### Problem statement
Gather each line of the records where "true" appears.

[Saved data entries]

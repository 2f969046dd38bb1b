use std::io::{BufRead, BufReader};
use std::time::Duration;

use crate::config::Config;
use crate::error::AppError;
use crate::generation::GenerationRequest;
use crate::log::{LogAggregator, LogSource};

use super::types::{ChatChunk, ChatMessage, ChatRequest};
use super::ChatClient;

pub struct OpenAiClient {
    http: reqwest::blocking::Client,
    base_url: String,
    api_key: String,
}

impl OpenAiClient {
    pub fn new(
        base_url: impl Into<String>,
        api_key: impl Into<String>,
        timeout: Option<Duration>,
    ) -> Result<Self, AppError> {
        // reqwest's blocking client defaults to a 30s timeout; no limit unless configured.
        let http = reqwest::blocking::Client::builder()
            .timeout(timeout)
            .build()?;
        Ok(Self {
            http,
            base_url: base_url.into(),
            api_key: api_key.into(),
        })
    }

    pub fn from_config(config: &Config) -> Result<Self, AppError> {
        Self::new(
            config.base_url.clone(),
            config.api_key.clone(),
            config.request_timeout(),
        )
    }

    fn endpoint(&self) -> String {
        format!("{}/chat/completions", self.base_url.trim_end_matches('/'))
    }
}

impl ChatClient for OpenAiClient {
    fn generate(
        &self,
        request: &GenerationRequest,
        log: &LogAggregator,
    ) -> Result<String, AppError> {
        let body = ChatRequest {
            model: &request.model,
            messages: vec![
                ChatMessage {
                    role: "system",
                    content: &request.system_prompt,
                },
                ChatMessage {
                    role: "user",
                    content: &request.query,
                },
            ],
            stream: true,
            temperature: 0.0,
        };

        let response = self
            .http
            .post(self.endpoint())
            .bearer_auth(&self.api_key)
            .json(&body)
            .send()?;

        let status = response.status();
        if !status.is_success() {
            let detail = response.text().unwrap_or_default();
            return Err(AppError::Network(format!("{status}: {detail}")));
        }

        read_stream(BufReader::new(response), log)
    }
}

// Reasoning is echoed to the log only; the returned text is the answer alone.
pub(crate) fn read_stream<R: BufRead>(reader: R, log: &LogAggregator) -> Result<String, AppError> {
    let result = read_events(reader, log);
    log.flush(LogSource::System);
    result
}

fn read_events<R: BufRead>(reader: R, log: &LogAggregator) -> Result<String, AppError> {
    let mut content = String::new();
    let mut thinking = false;
    let mut answering = false;

    for line in reader.lines() {
        let line = line.map_err(|e| AppError::Network(e.to_string()))?;
        let Some(data) = line.strip_prefix("data:") else {
            continue;
        };
        let data = data.trim();
        if data.is_empty() {
            continue;
        }
        if data == "[DONE]" {
            break;
        }

        let chunk: ChatChunk =
            serde_json::from_str(data).map_err(|e| AppError::MalformedResponse(e.to_string()))?;
        for choice in chunk.choices {
            if let Some(reasoning) = choice.delta.reasoning_content.filter(|r| !r.is_empty()) {
                if !thinking {
                    log.system("thinking:");
                    thinking = true;
                }
                log.write(LogSource::System, &reasoning);
            }
            if let Some(text) = choice.delta.content.filter(|c| !c.is_empty()) {
                if !answering {
                    if thinking {
                        log.flush(LogSource::System);
                        log.system("end of thinking");
                    }
                    answering = true;
                }
                log.write(LogSource::System, &text);
                content.push_str(&text);
            }
        }
    }

    Ok(content)
}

### The answer
            stream: true,
                    thinking = true;
                    answering = true;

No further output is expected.